Locate every line in the records below that holds the word "hello" and return each one.
[[ INFORMATION GIVEN, beginning ]]
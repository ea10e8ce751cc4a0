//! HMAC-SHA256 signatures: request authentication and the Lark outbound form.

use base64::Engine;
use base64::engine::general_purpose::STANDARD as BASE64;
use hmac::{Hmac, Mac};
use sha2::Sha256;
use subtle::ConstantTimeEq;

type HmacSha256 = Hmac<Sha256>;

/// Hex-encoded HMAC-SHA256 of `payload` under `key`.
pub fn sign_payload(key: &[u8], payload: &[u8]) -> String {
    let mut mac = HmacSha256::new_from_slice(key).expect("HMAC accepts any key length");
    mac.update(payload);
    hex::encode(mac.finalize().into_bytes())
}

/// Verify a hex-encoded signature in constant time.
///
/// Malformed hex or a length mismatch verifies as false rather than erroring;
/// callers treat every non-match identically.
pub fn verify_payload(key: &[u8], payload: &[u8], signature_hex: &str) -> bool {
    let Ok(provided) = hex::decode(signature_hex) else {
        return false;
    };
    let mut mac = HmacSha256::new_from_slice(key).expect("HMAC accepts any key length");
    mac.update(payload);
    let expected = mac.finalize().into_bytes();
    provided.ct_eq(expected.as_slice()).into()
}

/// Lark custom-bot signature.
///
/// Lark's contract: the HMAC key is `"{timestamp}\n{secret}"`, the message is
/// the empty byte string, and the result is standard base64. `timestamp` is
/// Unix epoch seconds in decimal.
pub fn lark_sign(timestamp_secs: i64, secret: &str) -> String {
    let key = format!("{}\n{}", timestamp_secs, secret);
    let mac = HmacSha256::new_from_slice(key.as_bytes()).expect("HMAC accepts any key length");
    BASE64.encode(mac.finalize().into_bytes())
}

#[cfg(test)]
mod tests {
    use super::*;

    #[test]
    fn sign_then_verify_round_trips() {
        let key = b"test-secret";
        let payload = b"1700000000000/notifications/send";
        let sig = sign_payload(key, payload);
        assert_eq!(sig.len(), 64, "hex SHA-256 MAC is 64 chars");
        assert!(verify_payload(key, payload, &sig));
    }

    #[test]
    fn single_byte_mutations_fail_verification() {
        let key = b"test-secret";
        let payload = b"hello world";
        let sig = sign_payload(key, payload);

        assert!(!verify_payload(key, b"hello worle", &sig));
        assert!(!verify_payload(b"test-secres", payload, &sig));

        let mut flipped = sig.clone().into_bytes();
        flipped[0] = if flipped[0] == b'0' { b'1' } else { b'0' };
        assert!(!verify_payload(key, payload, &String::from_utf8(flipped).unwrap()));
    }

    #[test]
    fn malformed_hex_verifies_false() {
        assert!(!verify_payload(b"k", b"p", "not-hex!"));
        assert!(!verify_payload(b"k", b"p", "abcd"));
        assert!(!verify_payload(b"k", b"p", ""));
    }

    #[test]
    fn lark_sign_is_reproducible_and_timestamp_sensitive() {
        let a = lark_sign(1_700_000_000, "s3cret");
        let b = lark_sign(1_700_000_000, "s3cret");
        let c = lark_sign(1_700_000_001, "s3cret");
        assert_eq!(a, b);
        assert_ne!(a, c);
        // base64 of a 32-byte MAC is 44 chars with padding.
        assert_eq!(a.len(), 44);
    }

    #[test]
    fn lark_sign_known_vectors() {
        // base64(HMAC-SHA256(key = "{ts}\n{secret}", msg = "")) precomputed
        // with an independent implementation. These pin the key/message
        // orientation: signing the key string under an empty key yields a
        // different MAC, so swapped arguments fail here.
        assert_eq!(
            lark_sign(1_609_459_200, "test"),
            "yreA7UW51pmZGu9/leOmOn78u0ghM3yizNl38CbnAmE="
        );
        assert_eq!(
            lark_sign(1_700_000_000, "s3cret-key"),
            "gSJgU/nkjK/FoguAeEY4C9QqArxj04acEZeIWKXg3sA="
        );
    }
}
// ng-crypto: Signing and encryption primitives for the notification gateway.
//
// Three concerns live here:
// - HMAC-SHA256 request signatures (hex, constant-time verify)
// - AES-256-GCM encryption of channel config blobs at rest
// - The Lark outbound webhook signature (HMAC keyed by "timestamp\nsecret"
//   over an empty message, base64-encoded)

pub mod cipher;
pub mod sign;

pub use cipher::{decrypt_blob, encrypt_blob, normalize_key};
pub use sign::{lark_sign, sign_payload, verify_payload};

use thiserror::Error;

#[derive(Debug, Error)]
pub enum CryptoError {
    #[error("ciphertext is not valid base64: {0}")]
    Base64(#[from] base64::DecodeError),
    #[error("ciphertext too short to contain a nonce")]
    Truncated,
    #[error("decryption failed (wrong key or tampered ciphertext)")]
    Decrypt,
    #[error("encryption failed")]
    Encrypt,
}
[[ INFORMATION GIVEN, end ]]
● ANSWER BELOW
        let payload = b"hello world";
        assert!(!verify_payload(key, b"hello worle", &sig));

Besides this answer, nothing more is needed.